PROBLEM DESCRIPTION:
Check every line of the data and copy the ones where "other" appears.

Collected data entries:
// Copyright (c) 2026 100monkeys.ai
// SPDX-License-Identifier: AGPL-3.0

use anyhow::{Context, Result};
use clap::Subcommand;
use colored::Colorize;

use crewlink_core::domain::agent::{AgentFilter, AgentId, AgentRecord, AgentRegistration, AgentStatus};

use crate::commands::Endpoint;

#[derive(Subcommand)]
pub enum AgentCommand {
    /// List registered agents
    List {
        /// Only agents carrying all of these tags (comma-separated)
        #[arg(short, long, value_delimiter = ',')]
        tag: Vec<String>,

        /// Only agents in this state (registered, active, unreachable, deregistered)
        #[arg(short, long)]
        status: Option<AgentStatus>,

        /// Print JSON instead of a table
        #[arg(long)]
        json: bool,
    },

    /// Register an agent by hand
    Register {
        #[arg(long)]
        name: String,

        /// Base URL the agent serves on
        #[arg(long)]
        endpoint: String,

        #[arg(long, default_value = "")]
        description: String,

        #[arg(long, default_value = "1.0.0")]
        version: String,

        /// Role tags (repeat or comma-separate)
        #[arg(short, long, value_delimiter = ',')]
        tag: Vec<String>,

        #[arg(long, value_delimiter = ',')]
        capability: Vec<String>,
    },

    /// Send one heartbeat on behalf of an agent
    Heartbeat {
        #[arg(value_name = "AGENT_ID")]
        agent_id: String,

        /// Self-reported status
        #[arg(long, default_value = "active")]
        status: String,

        /// Load between 0.0 and 1.0
        #[arg(long)]
        load: Option<f64>,
    },

    /// Remove an agent from the registry
    Deregister {
        #[arg(value_name = "AGENT_ID")]
        agent_id: String,
    },
}

pub async fn handle_command(command: AgentCommand, endpoint: &Endpoint) -> Result<()> {
    let client = endpoint.client()?;

    match command {
        AgentCommand::List { tag, status, json } => {
            let filter = AgentFilter { tags: tag, status };
            let agents = client.list_agents(&filter).await?;
            if json {
                println!("{}", serde_json::to_string_pretty(&agents)?);
            } else {
                print_agents(&agents);
            }
        }
        AgentCommand::Register {
            name,
            endpoint,
            description,
            version,
            tag,
            capability,
        } => {
            let record = client
                .register(&AgentRegistration {
                    name,
                    description,
                    version,
                    endpoint,
                    tags: tag,
                    capabilities: capability,
                })
                .await?;
            println!("{}", format!("✓ Agent registered: {}", record.id).green());
            println!("  Send heartbeats with: crewlink agent heartbeat {}", record.id);
        }
        AgentCommand::Heartbeat { agent_id, status, load } => {
            let record = client.heartbeat(parse_id(&agent_id)?, Some(&status), load).await?;
            println!(
                "{}",
                format!("✓ Heartbeat accepted for {} ({})", record.name, record.status).green()
            );
        }
        AgentCommand::Deregister { agent_id } => {
            let record = client.deregister(parse_id(&agent_id)?).await?;
            println!("{}", format!("✓ Agent {} deregistered", record.id).green());
        }
    }

    Ok(())
}

fn parse_id(raw: &str) -> Result<AgentId> {
    AgentId::from_string(raw).with_context(|| format!("'{}' is not a valid agent id", raw))
}

fn print_agents(agents: &[AgentRecord]) {
    if agents.is_empty() {
        println!("{}", "No agents found".yellow());
        return;
    }

    println!("{} agents found:", agents.len());
    println!(
        "{:<38} {:<20} {:<13} {:<6} {}",
        "ID", "NAME", "STATUS", "LOAD", "TAGS"
    );

    for agent in agents {
        let status = match agent.status {
            AgentStatus::Active => agent.status.as_str().green(),
            AgentStatus::Unreachable => agent.status.as_str().red(),
            _ => agent.status.as_str().normal(),
        };
        println!(
            "{:<38} {:<20} {:<13} {:<6.2} {}",
            agent.id,
            agent.name.bold(),
            status,
            agent.load,
            agent.tags.iter().cloned().collect::<Vec<_>>().join(",")
        );
    }
}
// Copyright (c) 2026 100monkeys.ai
// SPDX-License-Identifier: AGPL-3.0

// Remote bus transport.
//
// Agents do not run a broker of their own: they publish through
// `POST /bus/topics/{topic}` and subscribe to the server-sent-event stream at
// `GET /bus/topics/{topic}/events`, one `data:` line per serialized event.

use async_trait::async_trait;
use bytes::{Bytes, BytesMut};
use futures::stream::{self, BoxStream, StreamExt};
use reqwest::Method;
use serde::Deserialize;
use std::collections::VecDeque;
use std::sync::Arc;
use tracing::{debug, warn};

use crewlink_core::domain::error::FabricError;
use crewlink_core::infrastructure::event_bus::{BusTransport, EventBus, TransportError, WireStream};

use crate::client::FabricClient;

#[derive(Clone)]
pub struct RemoteBusTransport {
    client: FabricClient,
}

impl RemoteBusTransport {
    pub fn new(client: FabricClient) -> Self {
        Self { client }
    }
}

#[derive(Deserialize)]
struct PublishAck {
    #[serde(default)]
    delivered: usize,
}

#[async_trait]
impl BusTransport for RemoteBusTransport {
    async fn publish(&self, topic: &str, message: String) -> Result<usize, TransportError> {
        let response = self
            .client
            .streaming(Method::POST, &format!("/bus/topics/{topic}"))
            .timeout(std::time::Duration::from_secs(10))
            .header("content-type", "application/json")
            .body(message)
            .send()
            .await
            .map_err(|e| TransportError::Unavailable(e.to_string()))?;

        let status = response.status();
        if !status.is_success() {
            let text = response.text().await.unwrap_or_default();
            return Err(TransportError::Rejected(format!("{status}: {text}")));
        }

        let ack: PublishAck = response
            .json()
            .await
            .map_err(|e| TransportError::Rejected(e.to_string()))?;
        Ok(ack.delivered)
    }

    async fn subscribe(&self, topic: &str) -> Result<WireStream, TransportError> {
        let response = self
            .client
            .streaming(Method::GET, &format!("/bus/topics/{topic}/events"))
            .header("accept", "text/event-stream")
            .send()
            .await
            .map_err(|e| TransportError::Unavailable(e.to_string()))?;

        let status = response.status();
        if !status.is_success() {
            return Err(TransportError::Rejected(format!(
                "subscribe to '{topic}' returned {status}"
            )));
        }

        debug!(topic, "Subscribed to remote bus");
        let bytes = response.bytes_stream().boxed();
        Ok(sse_data_lines(bytes))
    }
}

struct SseReader {
    bytes: BoxStream<'static, Result<Bytes, reqwest::Error>>,
    buffer: BytesMut,
    ready: VecDeque<String>,
}

impl SseReader {
    /// Move complete `data:` lines from the buffer to the ready queue.
    ///
    /// Lines are decoded only once their newline has arrived, so a character
    /// split across chunks is reassembled before decoding.
    fn drain_lines(&mut self) {
        while let Some(pos) = self.buffer.iter().position(|b| *b == b'\n') {
            let raw = self.buffer.split_to(pos + 1);
            let line = match std::str::from_utf8(&raw) {
                Ok(line) => line.trim_end_matches(['\n', '\r']),
                Err(e) => {
                    warn!(error = %e, "Dropping non-UTF-8 line from remote bus");
                    continue;
                }
            };
            if let Some(data) = line.strip_prefix("data:") {
                let data = data.strip_prefix(' ').unwrap_or(data);
                if !data.is_empty() {
                    self.ready.push_back(data.to_string());
                }
            }
        }
    }
}

/// Turn an SSE byte stream into its `data:` payloads. Comments and
/// keep-alives are skipped. Ends when the connection closes.
pub(crate) fn sse_data_lines(bytes: BoxStream<'static, Result<Bytes, reqwest::Error>>) -> WireStream {
    let reader = SseReader {
        bytes,
        buffer: BytesMut::new(),
        ready: VecDeque::new(),
    };

    Box::pin(stream::unfold(reader, |mut reader| async move {
        loop {
            if let Some(data) = reader.ready.pop_front() {
                return Some((data, reader));
            }
            match reader.bytes.next().await {
                Some(Ok(chunk)) => {
                    reader.buffer.extend_from_slice(&chunk);
                    reader.drain_lines();
                }
                Some(Err(e)) => {
                    warn!(error = %e, "Remote bus stream failed");
                    return None;
                }
                None => return None,
            }
        }
    }))
}

/// Build an `EventBus` for `url`: `memory://` is an in-process broker,
/// `http(s)://` goes through the orchestrator at that address.
pub fn connect_bus(
    url: &str,
    api_key: Option<String>,
    capacity: usize,
    sender_id: impl Into<String>,
) -> Result<EventBus, FabricError> {
    let parsed = url::Url::parse(url)
        .map_err(|e| FabricError::Validation(format!("invalid bus url '{url}': {e}")))?;

    match parsed.scheme() {
        "memory" => Ok(EventBus::in_memory(capacity, sender_id)),
        "http" | "https" => {
            let client = FabricClient::new(url)
                .map_err(|e| FabricError::Internal(e.to_string()))?
                .with_api_key(api_key);
            Ok(EventBus::new(Arc::new(RemoteBusTransport::new(client)), sender_id))
        }
        other => Err(FabricError::Validation(format!("unsupported bus scheme '{other}'"))),
    }
}

#[cfg(test)]
mod tests {
    use super::*;

    fn chunks(parts: &[&str]) -> BoxStream<'static, Result<Bytes, reqwest::Error>> {
        raw_chunks(parts.iter().map(|p| p.as_bytes().to_vec()).collect())
    }

    fn raw_chunks(parts: Vec<Vec<u8>>) -> BoxStream<'static, Result<Bytes, reqwest::Error>> {
        let owned: Vec<Result<Bytes, reqwest::Error>> =
            parts.into_iter().map(|p| Ok(Bytes::from(p))).collect();
        stream::iter(owned).boxed()
    }

    #[tokio::test]
    async fn test_sse_lines_split_across_chunks() {
        let lines: Vec<String> = sse_data_lines(chunks(&[
            ": keep-alive\n\ndata: {\"a\":",
            "1}\n\ndata: {\"b\":2}\r\n\n",
            "data: trailing-without-newline",
        ]))
        .collect()
        .await;

        assert_eq!(lines, vec![r#"{"a":1}"#, r#"{"b":2}"#]);
    }

    #[tokio::test]
    async fn test_sse_multibyte_character_split_across_chunks() {
        let frame = "data: {\"mission\":\"café\"}\n\n".as_bytes().to_vec();
        // Split between the two bytes of 'é'.
        let split = frame.iter().position(|b| *b == 0xC3).unwrap() + 1;
        let lines: Vec<String> = sse_data_lines(raw_chunks(vec![
            frame[..split].to_vec(),
            frame[split..].to_vec(),
        ]))
        .collect()
        .await;

        assert_eq!(lines, vec![r#"{"mission":"café"}"#]);
    }

    #[tokio::test]
    async fn test_sse_invalid_utf8_line_is_dropped() {
        let mut bad = b"data: {\"x\":\"".to_vec();
        bad.extend_from_slice(&[0xFF, 0xFE]);
        bad.extend_from_slice(b"\"}\n");
        let lines: Vec<String> = sse_data_lines(raw_chunks(vec![bad, b"data: {\"ok\":1}\n".to_vec()]))
            .collect()
            .await;

        assert_eq!(lines, vec![r#"{"ok":1}"#]);
    }

    #[test]
    fn test_connect_bus_schemes() {
        assert!(connect_bus("memory://", None, 16, "coder").is_ok());
        assert!(connect_bus("http://localhost:8000", None, 16, "coder").is_ok());
        let err = connect_bus("redis://localhost:6379", None, 16, "coder").err().unwrap();
        assert_eq!(err.kind(), "validation");
    }
}
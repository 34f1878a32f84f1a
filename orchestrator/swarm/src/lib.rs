// Copyright (c) 2026 100monkeys.ai
// SPDX-License-Identifier: AGPL-3.0
//! # `crewlink-swarm` - Crew Orchestration
//!
//! Groups registered agents into crews, moves the project through its
//! operating phases and mediates task handoffs between agents.
//!
//! ## Crate Layout
//!
//! | Module | Layer | Contents |
//! |--------|-------|----------|
//! | [`domain`] | Domain | `Crew`, `Phase`, `RosterTable`, `HandoffRequest`, `TaskLedger` |
//! | [`application`] | Application | `CrewOrchestrator`, `TaskPlanner` implementations |
//! | [`presentation`] | Presentation | axum routes for crews, phases, handoffs and plans |
//!
//! ## Key Concepts
//!
//! - **Phase crew**: the crew seated by the last phase transition. Handoffs
//!   and plans default to it.
//! - **Ad hoc crew**: assembled for one mission or workflow; lives alongside
//!   the phase crew until the process exits.
//! - **Readiness**: `degraded` when a primary role has no active agent. A
//!   degraded crew is still usable unless the caller asked for readiness.
//!
//! Crews and the task ledger are held in memory only.

pub mod domain;
pub mod application;
pub mod presentation;

pub use domain::*;
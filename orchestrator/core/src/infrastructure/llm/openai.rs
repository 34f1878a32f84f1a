// Copyright (c) 2026 100monkeys.ai
// SPDX-License-Identifier: AGPL-3.0

// OpenAI-compatible Chat Completions Adapter
//
// Serves both the OpenAI and Perplexity variants; they differ only in the
// default endpoint and the provider name reported on completions.

use crate::domain::llm::{Completion, CompletionRequest, FinishReason, LlmError, TokenUsage};
use serde::{Deserialize, Serialize};

pub const OPENAI_ENDPOINT: &str = "https://api.openai.com/v1";
pub const PERPLEXITY_ENDPOINT: &str = "https://api.perplexity.ai";

#[derive(Debug, Clone)]
pub struct ChatCompletionsAdapter {
    client: reqwest::Client,
    endpoint: String,
    api_key: String,
    model: String,
    provider: &'static str,
}

#[derive(Serialize)]
struct ChatRequest<'a> {
    model: &'a str,
    messages: Vec<ChatMessage>,
    #[serde(skip_serializing_if = "Option::is_none")]
    max_tokens: Option<u32>,
    #[serde(skip_serializing_if = "Option::is_none")]
    temperature: Option<f32>,
}

#[derive(Serialize, Deserialize)]
struct ChatMessage {
    role: String,
    content: String,
}

#[derive(Deserialize)]
struct ChatResponse {
    choices: Vec<ChatChoice>,
    #[serde(default)]
    usage: Option<ChatUsage>,
}

#[derive(Deserialize)]
struct ChatChoice {
    message: ChatMessage,
    #[serde(default)]
    finish_reason: Option<String>,
}

#[derive(Deserialize)]
struct ChatUsage {
    prompt_tokens: u32,
    completion_tokens: u32,
}

impl ChatCompletionsAdapter {
    pub fn new(
        client: reqwest::Client,
        provider: &'static str,
        endpoint: String,
        api_key: String,
        model: String,
    ) -> Self {
        Self {
            client,
            endpoint,
            api_key,
            model,
            provider,
        }
    }

    pub fn provider(&self) -> &'static str {
        self.provider
    }

    pub fn model(&self) -> &str {
        &self.model
    }

    pub async fn submit(&self, request: &CompletionRequest) -> Result<Completion, LlmError> {
        let mut messages = Vec::with_capacity(2);
        if let Some(system) = &request.system {
            messages.push(ChatMessage {
                role: "system".to_string(),
                content: system.clone(),
            });
        }
        messages.push(ChatMessage {
            role: "user".to_string(),
            content: request.prompt.clone(),
        });

        let body = ChatRequest {
            model: &self.model,
            messages,
            max_tokens: request.max_tokens,
            temperature: request.temperature,
        };

        let url = format!("{}/chat/completions", self.endpoint.trim_end_matches('/'));
        let response = self
            .client
            .post(&url)
            .bearer_auth(&self.api_key)
            .json(&body)
            .send()
            .await
            .map_err(|e| LlmError::Network(e.to_string()))?;

        if !response.status().is_success() {
            let status = response.status();
            let error_text = response.text().await.unwrap_or_default();
            return Err(if status == 401 || status == 403 {
                LlmError::Authentication(error_text)
            } else if status == 429 {
                LlmError::RateLimit
            } else if status == 404 {
                LlmError::ModelNotFound(self.model.clone())
            } else {
                LlmError::Provider(format!("HTTP {}: {}", status, error_text))
            });
        }

        let parsed: ChatResponse = response
            .json()
            .await
            .map_err(|e| LlmError::Provider(format!("Failed to parse response: {}", e)))?;

        let usage = parsed
            .usage
            .map(|u| TokenUsage {
                prompt_tokens: u.prompt_tokens,
                completion_tokens: u.completion_tokens,
            })
            .unwrap_or_default();

        let choice = parsed
            .choices
            .into_iter()
            .next()
            .ok_or_else(|| LlmError::Provider("No response from model".into()))?;

        Ok(Completion {
            text: choice.message.content,
            usage,
            provider: self.provider,
            model: self.model.clone(),
            finish_reason: match choice.finish_reason.as_deref() {
                Some("length") => FinishReason::Length,
                Some("content_filter") => FinishReason::ContentFilter,
                _ => FinishReason::Stop,
            },
        })
    }
}

#[cfg(test)]
mod tests {
    use super::*;

    #[tokio::test]
    async fn test_chat_completion_sends_bearer_token() {
        let mut server = mockito::Server::new_async().await;
        let mock = server
            .mock("POST", "/chat/completions")
            .match_header("authorization", "Bearer sk-test")
            .with_status(200)
            .with_header("content-type", "application/json")
            .with_body(
                r#"{"choices":[{"message":{"role":"assistant","content":"ok"},"finish_reason":"length"}],
                    "usage":{"prompt_tokens":3,"completion_tokens":1,"total_tokens":4}}"#,
            )
            .create_async()
            .await;

        let adapter = ChatCompletionsAdapter::new(
            reqwest::Client::new(),
            "openai",
            server.url(),
            "sk-test".into(),
            "gpt-4-turbo".into(),
        );
        let completion = adapter.submit(&CompletionRequest::new("hi")).await.unwrap();

        mock.assert_async().await;
        assert_eq!(completion.text, "ok");
        assert_eq!(completion.usage.total(), 4);
        assert_eq!(completion.finish_reason, FinishReason::Length);
    }

    #[tokio::test]
    async fn test_rate_limit_is_classified() {
        let mut server = mockito::Server::new_async().await;
        let _mock = server
            .mock("POST", "/chat/completions")
            .with_status(429)
            .create_async()
            .await;

        let adapter = ChatCompletionsAdapter::new(
            reqwest::Client::new(),
            "perplexity",
            server.url(),
            "pplx".into(),
            "sonar".into(),
        );
        let err = adapter.submit(&CompletionRequest::new("hi")).await.unwrap_err();
        assert!(matches!(err, LlmError::RateLimit));
    }
}
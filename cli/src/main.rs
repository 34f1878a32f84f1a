// Copyright (c) 2026 100monkeys.ai
// SPDX-License-Identifier: AGPL-3.0

//! # crewlink CLI
//!
//! The `crewlink` binary runs the orchestrator daemon and talks to it.
//!
//! - **Daemon mode**: `crewlink daemon start --foreground` (or the hidden
//!   `--daemon` flag used when re-exec'ing in the background) serves the
//!   registry, bus, channel and crew routes.
//! - **Client mode**: every other command is an HTTP call against a running
//!   orchestrator.
//!
//! ## Commands
//!
//! - `crewlink daemon start|status` - Manage the orchestrator process
//! - `crewlink agent list|register|heartbeat|deregister` - Registry operations
//! - `crewlink crew show|assemble|phase|handoff|plan|workflow|execute|task` - Crew coordination
//! - `crewlink config show|validate` - Configuration management

use anyhow::{Context, Result};
use clap::{Parser, Subcommand, ValueEnum};
use colored::Colorize;
use std::path::PathBuf;
use tracing::info;

use crewlink_cli::commands::{self, AgentCommand, ConfigCommand, CrewCommand, DaemonCommand, Endpoint};
use crewlink_cli::daemon::{self, DaemonOptions};

/// crewlink - coordination fabric for crews of AI agents
#[derive(Parser)]
#[command(name = "crewlink")]
#[command(version, about, long_about = None)]
#[command(propagate_version = true)]
struct Cli {
    /// Run the orchestrator in the foreground (used by `daemon start`)
    #[arg(long, global = true, hide = true)]
    daemon: bool,

    /// Path to configuration file (overrides discovery)
    #[arg(
        short,
        long,
        global = true,
        env = "CREWLINK_CONFIG_PATH",
        value_name = "FILE"
    )]
    config: Option<PathBuf>,

    /// Orchestrator host (default: from orchestrator_url in config)
    #[arg(long, global = true, env = "CREWLINK_HOST")]
    host: Option<String>,

    /// Orchestrator port (default: from config)
    #[arg(long, global = true, env = "CREWLINK_PORT")]
    port: Option<u16>,

    /// API key sent as X-API-Key (default: from config)
    #[arg(long, global = true, env = "CREWLINK_API_KEY", hide_env_values = true)]
    api_key: Option<String>,

    /// Log level (trace, debug, info, warn, error)
    #[arg(long, global = true, env = "CREWLINK_LOG_LEVEL", default_value = "info")]
    log_level: String,

    /// Log output format
    #[arg(long, global = true, env = "CREWLINK_LOG_FORMAT", value_enum, default_value_t = LogFormat::Text)]
    log_format: LogFormat,

    /// Serve Prometheus metrics on this port (daemon only)
    #[arg(long, global = true, env = "CREWLINK_METRICS_PORT")]
    metrics_port: Option<u16>,

    #[command(subcommand)]
    command: Option<Commands>,
}

#[derive(Debug, Clone, Copy, PartialEq, Eq, ValueEnum)]
enum LogFormat {
    Text,
    Json,
}

#[derive(Subcommand)]
enum Commands {
    /// Manage the orchestrator daemon
    #[command(name = "daemon")]
    Daemon {
        #[command(subcommand)]
        command: DaemonCommand,
    },

    /// Agent registry operations
    #[command(name = "agent")]
    Agent {
        #[command(subcommand)]
        command: AgentCommand,
    },

    /// Crew, phase, handoff and task operations
    #[command(name = "crew")]
    Crew {
        #[command(subcommand)]
        command: CrewCommand,
    },

    /// Configuration management
    #[command(name = "config")]
    Config {
        #[command(subcommand)]
        command: ConfigCommand,
    },
}

#[tokio::main]
async fn main() -> Result<()> {
    // A missing .env is fine; a malformed one is worth knowing about.
    if let Err(e) = dotenvy::dotenv() {
        if !e.not_found() {
            eprintln!("{}", format!("Ignoring unreadable .env file: {e}").yellow());
        }
    }

    let cli = Cli::parse();

    init_logging(&cli.log_level, cli.log_format)?;

    let options = DaemonOptions {
        config_path: cli.config.clone(),
        host: cli.host.clone(),
        port: cli.port,
        metrics_port: cli.metrics_port,
    };

    if cli.daemon {
        info!("Starting crewlink orchestrator in daemon mode");
        return daemon::start_daemon(options).await;
    }

    let endpoint = Endpoint {
        config_path: cli.config,
        host: cli.host,
        port: cli.port,
        api_key: cli.api_key,
    };

    match cli.command {
        Some(Commands::Daemon { command }) => {
            commands::daemon::handle_command(command, options, &endpoint).await
        }
        Some(Commands::Agent { command }) => commands::agent::handle_command(command, &endpoint).await,
        Some(Commands::Crew { command }) => commands::crew::handle_command(command, &endpoint).await,
        Some(Commands::Config { command }) => {
            commands::config::handle_command(command, endpoint.config_path).await
        }
        None => {
            eprintln!("{}", "No command specified. Use --help for usage.".yellow());
            std::process::exit(1);
        }
    }
}

/// Initialize tracing subscriber for logging. `RUST_LOG` wins over `--log-level`.
fn init_logging(level: &str, format: LogFormat) -> Result<()> {
    let filter = tracing_subscriber::EnvFilter::try_from_default_env()
        .or_else(|_| tracing_subscriber::EnvFilter::try_new(level))
        .context("Failed to create log filter")?;

    let builder = tracing_subscriber::fmt()
        .with_env_filter(filter)
        .with_writer(std::io::stderr)
        .with_thread_ids(false)
        .with_file(false)
        .with_line_number(false);

    match format {
        LogFormat::Json => builder.json().with_current_span(false).init(),
        LogFormat::Text => builder.with_target(false).compact().init(),
    }

    Ok(())
}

OUTPUT BELOW:
        other => Err(FabricError::Validation(format!("unsupported bus scheme '{other}'"))),
//! - **Client mode**: every other command is an HTTP call against a running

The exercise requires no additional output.